This is part 2 of the list.

*Title:* Chop Suey Sundae
Keywords: Oldies, Ice Cream, Sundaes
Once the basic sundaes are mastered, the soda jerk should try his
or her hand at more inventive fare, such as this relic sugguested
by an old recipe from The National Soda Fountain Guide.
1/4 cup Sugar
1/4 cup Water
1/4 cup Raisins
1/4 cup Dates
2 scoops Vanilla Ice Cream
1/4 cup Flaked Coconut
1/4 cup Chow Mein Noodles
Boil the water and sugar together for 5 minutes and then add the
raisins and dates. Pour over the ice cream and top with the noodles.

*Title: *Dionne Suprise
Keywords: Sundaes, Ice Cream, Oldies
Sundaes are a freewheeling art, ready to respond to whatever whim
or popular fancy drifts past the door of the soda fountain -- like
this quintuple scoop cribful from the 1930's.
5 scoops Vanilla Ice Cream
Whipped Cream
5 Marachino Cherries
1/4 cups Crushed Pineapple
1/4 cups Crushed Strawberries
Line up the scoops in a banana split dish. Top each scoop with a
dollop of whipped cream and a cherry. Place the crushed pineapple
along one side of the dish and the crushed strawberries along the
opposite side of the dish.

*Title: *The All-American Sundae
Keywords: Oldies, Ice Cream, Sundaes
A 1942 invention of the Ice Cream Merchandising Institute, it is
part of their World War II "Victory Sundae" campaign.
1/4 cup Marshmallow Syrup
2 scoops Vanilla Ice Cream
2 tbls Crushed Maraschino Cherries
2 tbls Blueberries
Pour half of the marshmallow syrup into the bottom of a tulip glass
and add the ice cream. Top with the rest of the marshmallow syrup
and place the cherries on one side of the glass and the blueberries
on the opposite side, leaving a white stripe down the middle.

*Title:* Skyscraper Banana Split
Keywords: Oldies, Ice Cream, Banana Split
This recipe appeared in the July 1936 Ice Cream Review and was
described as especially popular among the college crowds.
1/2 oz Chocolate Syrup
1 scoop Vanilla Ice Cream
1 large Banana, Cut Lengthwise And Then In Half.
1 scoop Chocolate Ice Cream
1 oz Strawberry Syrup
Whipped Cream
Marischino Cherry
Pour the chocolate syrup into the bottom of a tulip glass. Add the
vanilla ice cream. Put the banana pieces, cut side out, into the
glass and add the chocolate ice cream to keep them in place. Add
the strawberry syrup and top with whipped cream and the cherry.
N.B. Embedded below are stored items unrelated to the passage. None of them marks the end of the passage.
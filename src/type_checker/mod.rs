//! Type checking and evaluation.
//!
//! The checker assigns a type to every expression of a name-resolved
//! fragment and collects diagnostics without stopping at the first one:
//!
//! - Operators, assignments and calls are checked against their operands
//! - Conditions must be `bool`, returns must match the enclosing function
//! - A subexpression that already failed has type `Error` and is not
//!   reported again
//!
//! The evaluator runs statements that checked cleanly. It reads and writes
//! the values stored on the symbols the identifiers are bound to.

pub mod eval;
pub mod type_checker;
//! Utility macros for the interpreter.
//!
//! This module defines helper macros used by the lexer:
//!
//! - `MK_TOKEN!` - Creates a Token instance
//! - `MK_DEFAULT_HANDLER!` - Creates a default lexer handler for simple tokens
//!
//! These macros reduce boilerplate in the lexer implementation.

/// Creates a Token instance.
///
/// # Arguments
///
/// * `$kind` - The TokenKind
/// * `$value` - The token's string value
/// * `$span` - The source span
///
/// # Example
///
/// ```ignore
/// let token = MK_TOKEN!(TokenKind::Number, "42".to_string(), span);
/// ```
#[macro_export]
macro_rules! MK_TOKEN {
    ($kind:expr, $value:expr, $span:expr) => {
        Token {
            kind: $kind,
            value: $value,
            span: $span,
        }
    };
}

/// Creates a default lexer handler for simple single-token patterns.
///
/// Generates a handler function that creates a token with the given kind
/// and advances the lexer position by the token's length.
///
/// # Arguments
///
/// * `$kind` - The TokenKind to create
/// * `$value` - The literal string value (used for length calculation)
///
/// # Example
///
/// ```ignore
/// RegexPattern {
///     regex: Regex::new("\\+").unwrap(),
///     handler: MK_DEFAULT_HANDLER!(TokenKind::Plus, "+"),
/// }
/// ```
#[macro_export]
macro_rules! MK_DEFAULT_HANDLER {
    ($kind:expr, $value:literal) => {
        |lexer: &mut Lexer, _regex: &Regex| {
            let span = lexer.span_of($value.len());
            lexer.push(MK_TOKEN!($kind, String::from($value), span));
            lexer.advance_n($value.len());
        }
    };
}
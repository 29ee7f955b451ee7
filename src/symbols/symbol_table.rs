use std::{cell::RefCell, collections::HashMap, fmt::Display, rc::Rc};

use log::{trace, warn};

use crate::ast::types::{FnType, Type};

use super::value::Value;

pub type SymbolRef = Rc<RefCell<Symbol>>;
pub type ScopeRef = Rc<RefCell<Scope>>;

#[derive(Debug, Clone, Copy, PartialEq, Eq)]
pub enum SymbolKind {
    Var,
    Fn,
}

/// The resolved identity of a declared name and its current runtime value.
#[derive(Debug)]
pub struct Symbol {
    pub name: String,
    pub ty: Type,
    pub kind: SymbolKind,
    pub value: Value,
}

impl Symbol {
    pub fn new_var(name: String, ty: Type) -> SymbolRef {
        let value = Value::default_for(&ty);
        Rc::new(RefCell::new(Symbol {
            name,
            ty,
            kind: SymbolKind::Var,
            value,
        }))
    }

    pub fn new_fn(name: String, ty: FnType) -> SymbolRef {
        Rc::new(RefCell::new(Symbol {
            name,
            ty: Type::Fn(ty),
            kind: SymbolKind::Fn,
            value: Value::Unset,
        }))
    }
}

impl Display for Symbol {
    fn fmt(&self, f: &mut std::fmt::Formatter<'_>) -> std::fmt::Result {
        match self.kind {
            SymbolKind::Fn => write!(f, "{} : {}", self.name, self.ty),
            SymbolKind::Var => write!(f, "{} : {} = {}", self.name, self.ty, self.value),
        }
    }
}

/// A lexical block's name to symbol mapping, linked to its enclosing scope.
#[derive(Debug, Default)]
pub struct Scope {
    symbols: HashMap<String, SymbolRef>,
    parent: Option<ScopeRef>,
}

impl Scope {
    pub fn new(parent: Option<ScopeRef>) -> Self {
        Scope {
            symbols: HashMap::new(),
            parent,
        }
    }

    pub fn lookup(&self, name: &str) -> Option<SymbolRef> {
        self.symbols.get(name).map(Rc::clone)
    }

    pub fn clash(&self, name: &str) -> bool {
        self.symbols.contains_key(name)
    }

    pub fn insert(&mut self, symbol: SymbolRef) -> bool {
        let name = symbol.borrow().name.clone();
        if self.clash(&name) {
            return false;
        }
        self.symbols.insert(name, symbol);
        true
    }

    pub fn remove(&mut self, name: &str) -> Option<SymbolRef> {
        self.symbols.remove(name)
    }

    pub fn parent(&self) -> Option<ScopeRef> {
        self.parent.as_ref().map(Rc::clone)
    }

    pub fn len(&self) -> usize {
        self.symbols.len()
    }

    pub fn is_empty(&self) -> bool {
        self.symbols.is_empty()
    }

    /// Symbols sorted by name.
    pub fn symbols(&self) -> Vec<SymbolRef> {
        let mut symbols: Vec<SymbolRef> = self.symbols.values().map(Rc::clone).collect();
        symbols.sort_by(|a, b| a.borrow().name.cmp(&b.borrow().name));
        symbols
    }
}

/// Stack of scopes. The global scope sits at the bottom and is never popped.
#[derive(Debug)]
pub struct SymbolTable {
    global: ScopeRef,
    nested: Vec<ScopeRef>,
}

impl Default for SymbolTable {
    fn default() -> Self {
        SymbolTable::new()
    }
}

impl SymbolTable {
    pub fn new() -> Self {
        SymbolTable {
            global: Rc::new(RefCell::new(Scope::new(None))),
            nested: vec![],
        }
    }

    pub fn enter_scope(&mut self) -> ScopeRef {
        let scope = Rc::new(RefCell::new(Scope::new(Some(self.current_scope()))));
        self.nested.push(Rc::clone(&scope));
        trace!("entered scope at depth {}", self.depth());
        scope
    }

    /// Pops the innermost scope. Refuses to pop the global scope.
    pub fn leave_scope(&mut self) -> Option<ScopeRef> {
        let scope = self.nested.pop();
        if scope.is_none() {
            warn!("attempted to leave the global scope");
        } else {
            trace!("left scope, now at depth {}", self.depth());
        }
        scope
    }

    pub fn current_scope(&self) -> ScopeRef {
        Rc::clone(self.nested.last().unwrap_or(&self.global))
    }

    pub fn global_scope(&self) -> ScopeRef {
        Rc::clone(&self.global)
    }

    /// Number of scopes above the global scope.
    pub fn depth(&self) -> usize {
        self.nested.len()
    }

    pub fn is_global(&self) -> bool {
        self.nested.is_empty()
    }

    /// Inserts into the current scope. Fails on a clash in that scope only.
    pub fn insert(&mut self, symbol: SymbolRef) -> bool {
        self.current_scope().borrow_mut().insert(symbol)
    }

    /// Searches outward from the current scope along the parent links.
    pub fn find(&self, name: &str) -> Option<SymbolRef> {
        let mut scope = Some(self.current_scope());

        while let Some(current) = scope {
            if let Some(symbol) = current.borrow().lookup(name) {
                return Some(symbol);
            }
            scope = current.borrow().parent();
        }

        None
    }

    pub fn clash(&self, name: &str) -> bool {
        self.current_scope().borrow().clash(name)
    }

    pub fn remove_global(&mut self, name: &str) -> Option<SymbolRef> {
        self.global.borrow_mut().remove(name)
    }

    /// Releases every scope, leaving a fresh empty global scope.
    pub fn clear(&mut self) {
        self.nested.clear();
        self.global = Rc::new(RefCell::new(Scope::new(None)));
    }
}

impl Display for SymbolTable {
    fn fmt(&self, f: &mut std::fmt::Formatter<'_>) -> std::fmt::Result {
        let scopes = std::iter::once(&self.global).chain(self.nested.iter());

        for (depth, scope) in scopes.enumerate() {
            writeln!(f, "scope {}:", depth)?;
            for symbol in scope.borrow().symbols() {
                writeln!(f, "  {}", symbol.borrow())?;
            }
        }

        Ok(())
    }
}
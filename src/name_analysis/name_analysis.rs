use log::{debug, trace};

use crate::{
    ast::{
        ast::{Expr, Stmt},
        expressions::{Identifier, LValue},
        statements::FnDecl,
        types::{Type, TypeAnnotation},
    },
    errors::errors::{Error, ErrorImpl},
    symbols::{
        symbol_table::{Symbol, SymbolRef, SymbolTable},
        value::MAX_ARRAY_LENGTH,
    },
};

/// Binds every identifier in a fragment to its declaration.
///
/// Stops at the first error. Every scope the walk opens is closed again on
/// every exit path, so a failed fragment leaves the table at its starting
/// depth. Global insertions are journaled so a caller can undo them.
pub struct NameAnalyzer<'a> {
    table: &'a mut SymbolTable,
    global_insertions: Vec<String>,
    locals: Option<Vec<SymbolRef>>,
}

impl<'a> NameAnalyzer<'a> {
    pub fn new(table: &'a mut SymbolTable) -> Self {
        NameAnalyzer {
            table,
            global_insertions: vec![],
            locals: None,
        }
    }

    /// Removes the global symbols this analyzer inserted.
    pub fn rollback(self) {
        for name in self.global_insertions.iter().rev() {
            debug!("rolling back global `{}`", name);
            self.table.remove_global(name);
        }
    }

    pub fn resolve_stmt(&mut self, stmt: &mut Stmt) -> Result<(), Error> {
        match stmt {
            Stmt::VarDecl(decl) => {
                validate_declaration(&decl.id, &decl.ty, false)?;
                let symbol = Symbol::new_var(decl.id.name.clone(), decl.ty.ty.clone());
                self.declare(&mut decl.id, symbol)?;

                match &mut decl.init {
                    Some(init) => self.resolve_expr(init),
                    None => Ok(()),
                }
            }
            Stmt::FnDecl(decl) => self.resolve_fn_decl(decl),
            Stmt::Assign(assign) => {
                self.resolve_lvalue(&mut assign.exp.dst)?;
                self.resolve_expr(&mut assign.exp.src)
            }
            Stmt::FromConsole(read) => self.resolve_lvalue(&mut read.dst),
            Stmt::ToConsole(write) => self.resolve_expr(&mut write.src),
            Stmt::PostInc(inc) => self.resolve_lvalue(&mut inc.dst),
            Stmt::PostDec(dec) => self.resolve_lvalue(&mut dec.dst),
            Stmt::If(if_stmt) => {
                self.resolve_expr(&mut if_stmt.cond)?;
                self.resolve_block(&mut if_stmt.body)
            }
            Stmt::IfElse(if_else) => {
                self.resolve_expr(&mut if_else.cond)?;
                self.resolve_block(&mut if_else.then_body)?;
                self.resolve_block(&mut if_else.else_body)
            }
            Stmt::While(while_stmt) => {
                self.resolve_expr(&mut while_stmt.cond)?;
                self.resolve_block(&mut while_stmt.body)
            }
            Stmt::Return(ret) => match &mut ret.value {
                Some(value) => self.resolve_expr(value),
                None => Ok(()),
            },
            Stmt::Call(call) => {
                self.resolve_identifier(&mut call.call.callee)?;
                call.call
                    .args
                    .iter_mut()
                    .try_for_each(|arg| self.resolve_expr(arg))
            }
        }
    }

    fn resolve_block(&mut self, body: &mut [Stmt]) -> Result<(), Error> {
        self.table.enter_scope();
        let result = body.iter_mut().try_for_each(|stmt| self.resolve_stmt(stmt));
        self.table.leave_scope();
        result
    }

    fn resolve_fn_decl(&mut self, decl: &mut FnDecl) -> Result<(), Error> {
        let symbol = Symbol::new_fn(decl.id.name.clone(), decl.fn_type());
        self.declare(&mut decl.id, symbol)?;

        let enclosing = self.locals.replace(vec![]);
        self.table.enter_scope();

        let result = self.resolve_fn_scope(decl);

        self.table.leave_scope();
        decl.locals = self.locals.take().unwrap_or_default();
        self.locals = enclosing;

        trace!(
            "`{}` has {} local symbols",
            decl.id.name,
            decl.locals.len()
        );
        result
    }

    /// Formals and body share the scope opened for the function.
    fn resolve_fn_scope(&mut self, decl: &mut FnDecl) -> Result<(), Error> {
        for formal in decl.formals.iter_mut() {
            validate_declaration(&formal.id, &formal.ty, true)?;
            let symbol = Symbol::new_var(formal.id.name.clone(), formal.ty.ty.clone());
            self.declare(&mut formal.id, symbol)?;
        }

        decl.body
            .iter_mut()
            .try_for_each(|stmt| self.resolve_stmt(stmt))
    }

    fn declare(&mut self, id: &mut Identifier, symbol: SymbolRef) -> Result<(), Error> {
        if !self.table.insert(symbol.clone()) {
            return Err(Error::new(
                ErrorImpl::VariableAlreadyDeclared {
                    variable: id.name.clone(),
                },
                id.span.start.clone(),
            ));
        }

        trace!("declared `{}` at depth {}", id.name, self.table.depth());

        if self.table.is_global() {
            self.global_insertions.push(id.name.clone());
        }
        if let Some(locals) = &mut self.locals {
            locals.push(symbol.clone());
        }

        id.bind(symbol);
        Ok(())
    }

    fn resolve_expr(&mut self, expr: &mut Expr) -> Result<(), Error> {
        match expr {
            Expr::IntLit(_)
            | Expr::CharLit(_)
            | Expr::StrLit(_)
            | Expr::True(_)
            | Expr::False(_)
            | Expr::NullPtr(_) => Ok(()),
            Expr::LValue(lvalue) => self.resolve_lvalue(lvalue),
            Expr::Assign(assign) => {
                self.resolve_lvalue(&mut assign.dst)?;
                self.resolve_expr(&mut assign.src)
            }
            Expr::Call(call) => {
                self.resolve_identifier(&mut call.callee)?;
                call.args
                    .iter_mut()
                    .try_for_each(|arg| self.resolve_expr(arg))
            }
            Expr::Unary(unary) => self.resolve_expr(&mut unary.operand),
            Expr::Binary(binary) => {
                self.resolve_expr(&mut binary.left)?;
                self.resolve_expr(&mut binary.right)
            }
        }
    }

    fn resolve_lvalue(&mut self, lvalue: &mut LValue) -> Result<(), Error> {
        self.resolve_identifier(lvalue.identifier_mut())?;

        match lvalue {
            LValue::Index(index) => self.resolve_expr(&mut index.offset),
            _ => Ok(()),
        }
    }

    fn resolve_identifier(&mut self, id: &mut Identifier) -> Result<(), Error> {
        match self.table.find(&id.name) {
            Some(symbol) => {
                id.bind(symbol);
                Ok(())
            }
            None => Err(Error::new(
                ErrorImpl::VariableNotDeclared {
                    variable: id.name.clone(),
                },
                id.span.start.clone(),
            )),
        }
    }
}

/// Rejects types no variable can hold. Open-length arrays are only legal
/// as formals, and sized arrays are capped at `MAX_ARRAY_LENGTH` elements.
fn validate_declaration(id: &Identifier, ty: &TypeAnnotation, formal: bool) -> Result<(), Error> {
    if let Type::Array(_, Some(length)) = &ty.ty {
        if *length > MAX_ARRAY_LENGTH {
            return Err(Error::new(
                ErrorImpl::ArrayTooLarge {
                    variable: id.name.clone(),
                    length: *length,
                    limit: MAX_ARRAY_LENGTH,
                },
                ty.span.start.clone(),
            ));
        }
    }

    let valid = match &ty.ty {
        Type::Void | Type::Error | Type::Fn(_) => false,
        Type::Array(element, length) => {
            **element != Type::Void && (formal || length.is_some())
        }
        _ => true,
    };

    if valid {
        Ok(())
    } else {
        Err(Error::new(
            ErrorImpl::InvalidDeclarationType {
                variable: id.name.clone(),
                type_: ty.ty.to_string(),
            },
            ty.span.start.clone(),
        ))
    }
}

/// Resolves one fragment against `table` without journaling.
pub fn name_analysis(table: &mut SymbolTable, stmt: &mut Stmt) -> Result<(), Error> {
    NameAnalyzer::new(table).resolve_stmt(stmt)
}
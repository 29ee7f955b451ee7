use crate::{symbols::symbol_table::SymbolRef, Span};

use super::{
    ast::{Expr, Stmt},
    expressions::{AssignExpr, CallExpr, Identifier, LValue},
    types::{FnType, Type, TypeAnnotation},
};

#[derive(Debug, Clone)]
pub struct VarDecl {
    pub ty: TypeAnnotation,
    pub id: Identifier,
    pub init: Option<Expr>,
    pub span: Span,
}

/// A variable declaration in a parameter list.
#[derive(Debug, Clone)]
pub struct FormalDecl {
    pub ty: TypeAnnotation,
    pub id: Identifier,
    pub span: Span,
}

#[derive(Debug, Clone)]
pub struct FnDecl {
    pub ret: TypeAnnotation,
    pub id: Identifier,
    pub formals: Vec<FormalDecl>,
    pub body: Vec<Stmt>,
    /// Formals followed by every variable declared in the body, filled in
    /// by name analysis. Calls save and restore these around the body.
    pub locals: Vec<SymbolRef>,
    pub span: Span,
}

impl FnDecl {
    pub fn fn_type(&self) -> FnType {
        FnType {
            params: self
                .formals
                .iter()
                .map(|formal| formal.ty.ty.clone())
                .collect(),
            ret: Box::new(self.ret.ty.clone()),
        }
    }

    pub fn return_type(&self) -> &Type {
        &self.ret.ty
    }
}

#[derive(Debug, Clone)]
pub struct AssignStmt {
    pub exp: AssignExpr,
    pub span: Span,
}

#[derive(Debug, Clone)]
pub struct FromConsoleStmt {
    pub dst: LValue,
    pub span: Span,
}

#[derive(Debug, Clone)]
pub struct ToConsoleStmt {
    pub src: Expr,
    pub span: Span,
}

#[derive(Debug, Clone)]
pub struct PostIncStmt {
    pub dst: LValue,
    pub span: Span,
}

#[derive(Debug, Clone)]
pub struct PostDecStmt {
    pub dst: LValue,
    pub span: Span,
}

#[derive(Debug, Clone)]
pub struct IfStmt {
    pub cond: Expr,
    pub body: Vec<Stmt>,
    pub span: Span,
}

#[derive(Debug, Clone)]
pub struct IfElseStmt {
    pub cond: Expr,
    pub then_body: Vec<Stmt>,
    pub else_body: Vec<Stmt>,
    pub span: Span,
}

#[derive(Debug, Clone)]
pub struct WhileStmt {
    pub cond: Expr,
    pub body: Vec<Stmt>,
    pub span: Span,
}

#[derive(Debug, Clone)]
pub struct ReturnStmt {
    pub value: Option<Expr>,
    pub span: Span,
}

#[derive(Debug, Clone)]
pub struct CallStmt {
    pub call: CallExpr,
    pub span: Span,
}
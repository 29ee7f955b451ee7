use lazy_static::lazy_static;
use std::{collections::HashMap, fmt::Display};

use crate::Span;

lazy_static! {
    pub static ref RESERVED_LOOKUP: HashMap<&'static str, TokenKind> = {
        let mut map = HashMap::new();
        map.insert("int", TokenKind::Int);
        map.insert("bool", TokenKind::Bool);
        map.insert("char", TokenKind::CharKeyword);
        map.insert("void", TokenKind::Void);
        map.insert("intptr", TokenKind::IntPtr);
        map.insert("boolptr", TokenKind::BoolPtr);
        map.insert("charptr", TokenKind::CharPtr);
        map.insert("fn", TokenKind::Fn);
        map.insert("if", TokenKind::If);
        map.insert("else", TokenKind::Else);
        map.insert("while", TokenKind::While);
        map.insert("return", TokenKind::Return);
        map.insert("true", TokenKind::True);
        map.insert("false", TokenKind::False);
        map.insert("NULLPTR", TokenKind::NullPtr);
        map.insert("TOCONSOLE", TokenKind::ToConsole);
        map.insert("FROMCONSOLE", TokenKind::FromConsole);
        map
    };
}

#[derive(Debug, PartialEq, Eq, Clone, Copy, Hash)]
pub enum TokenKind {
    EOF,
    Number,
    String,
    Char,
    Identifier,

    OpenBracket,
    CloseBracket,
    OpenCurly,
    CloseCurly,
    OpenParen,
    CloseParen,

    Assignment, // =
    Equals,     // ==
    Not,        // !
    NotEquals,  // !=

    Less,
    LessEquals,
    Greater,
    GreaterEquals,

    Or,
    And,

    Ampersand, // &
    Caret,     // ^

    Semicolon,
    Comma,
    Arrow,

    PlusPlus,
    MinusMinus,

    Plus,
    Dash,
    Slash,
    Star,

    // Reserved
    Int,
    Bool,
    CharKeyword,
    Void,
    IntPtr,
    BoolPtr,
    CharPtr,
    Fn,
    If,
    Else,
    While,
    Return,
    True,
    False,
    NullPtr,
    ToConsole,
    FromConsole,
}

impl TokenKind {
    /// Whether the token starts a type annotation.
    pub fn is_type(&self) -> bool {
        matches!(
            self,
            TokenKind::Int
                | TokenKind::Bool
                | TokenKind::CharKeyword
                | TokenKind::Void
                | TokenKind::IntPtr
                | TokenKind::BoolPtr
                | TokenKind::CharPtr
        )
    }
}

impl Display for TokenKind {
    fn fmt(&self, f: &mut std::fmt::Formatter<'_>) -> std::fmt::Result {
        write!(f, "{:?}", self)
    }
}

#[derive(Debug, Clone)]
pub struct Token {
    pub kind: TokenKind,
    pub value: String,
    pub span: Span,
}

impl Display for Token {
    fn fmt(&self, f: &mut std::fmt::Formatter<'_>) -> std::fmt::Result {
        write!(f, "Token {{\nkind: {},\nvalue: {}}}", self.kind, self.value)
    }
}

impl Token {
    pub fn is_one_of_many(&self, tokens: &[TokenKind]) -> bool {
        tokens.contains(&self.kind)
    }

    pub fn debug(&self) -> String {
        if self.is_one_of_many(&[
            TokenKind::String,
            TokenKind::Char,
            TokenKind::Identifier,
            TokenKind::Number,
        ]) {
            format!("{} ({})", self.kind, self.value)
        } else {
            format!("{} ()", self.kind)
        }
    }
}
*Title:* Washington Monument Sundae
Keywords: Oldies, Ice Cream, Sundaes
A specialty of Wolfe's soda fountain in Washington D.C. is found in
the 1947 Dairy Training and Merchandising Institute's book called
"Lets Sell Ice Cream"
1/4 cup Chocolate Syrup
6 scoop Different Flavored Ice Creams
1/4 cup Raspberry Syrup
1 large Banana, Cut Into Disks
1/4 cup Nuts In Syrup
1 large Banana, Cut In Half Across Its Width
Whipped Cream
Candy Sprinkles (Red And Blue)
Marischino Cherries
5 Small American Flags
Into your tallest glass, place a tablespoon of chocolate syrup and
add a scoop of vanilla ice cream. Add 1 tbls of raspberry syrup
and a few banana disks. Continue to add in the above order, the
layers of ice cream, bananas, syrups, and nuts. When finished
layering the ice cream, top with the halved banana in a mound of
whipped cream. Sprinkle with the candies and put the cherries
around the outside rim of the glass. Top with the American flags.

*Title:* Chocolate Syrup
Keywords: Oldies, Ice Cream. Syrups
6 oz Semi-Sweet Chocolate
1/2 cup Evaporated Milk (NOT Sweetened Condensed Milk)
Melt the chocolate in the top of a double boiler, over hot but not
boiling water. Gradually stir in the evaporated milk and if a
thinner sauce is desired, 1/4 cup of water. Stir over the hot
water until well blended and smooth.
Yield: 1 Cup

*Title: *Bittersweet Chocolate Sauce
Keywords: Oldies, Ice Cream, Sauces
4 oz Unsweetened Chocolate
1/3 cup Sour Cream
1/4 cup Granulated Sugar
1/4 cup Dark Brown Sugar
1/3 cup Milk
1 tsp Vanilla Extract
Melt the chocolate in the top of a double boiler, over hot but not
boiling water. Add the rest of the ingredients except the vanilla
extract. Stir until fully blended and smooth, then add the vanilla
and continue to stir until well blended.
Yield: 1 1/2 Cups

*Title:* Quick Hot Fudge Sauce
Keywords: Oldies, Ice Cream, Sauces
1/2 cup Unsweetened Cocoa
1/2 cup Sugar
1/3 cup Light Corn Syrup
1/2 cup Evaporated Milk (NOT Sweetened Condensed Milk)
1 Tbl Sour Cream
4 Tbl Sweet (Unsalted) Butter
1 tsp Vanilla Extract
Combine the cocoa, corn syrup, milk, and sour cream in a heavy
saucepan. Heat over medium heat, stirring constantly, until the
mixture begins to boil. Remove from the heat immediately and
stir in the butter and vanilla extract. Serve warm.
This can be served two ways. In single serving pitchers to be
poured over the sundae by those eating it, or over the sundae. Try
both ways for fun.
Yield: Enough for 4 good sized Hot Fudge Sundaes.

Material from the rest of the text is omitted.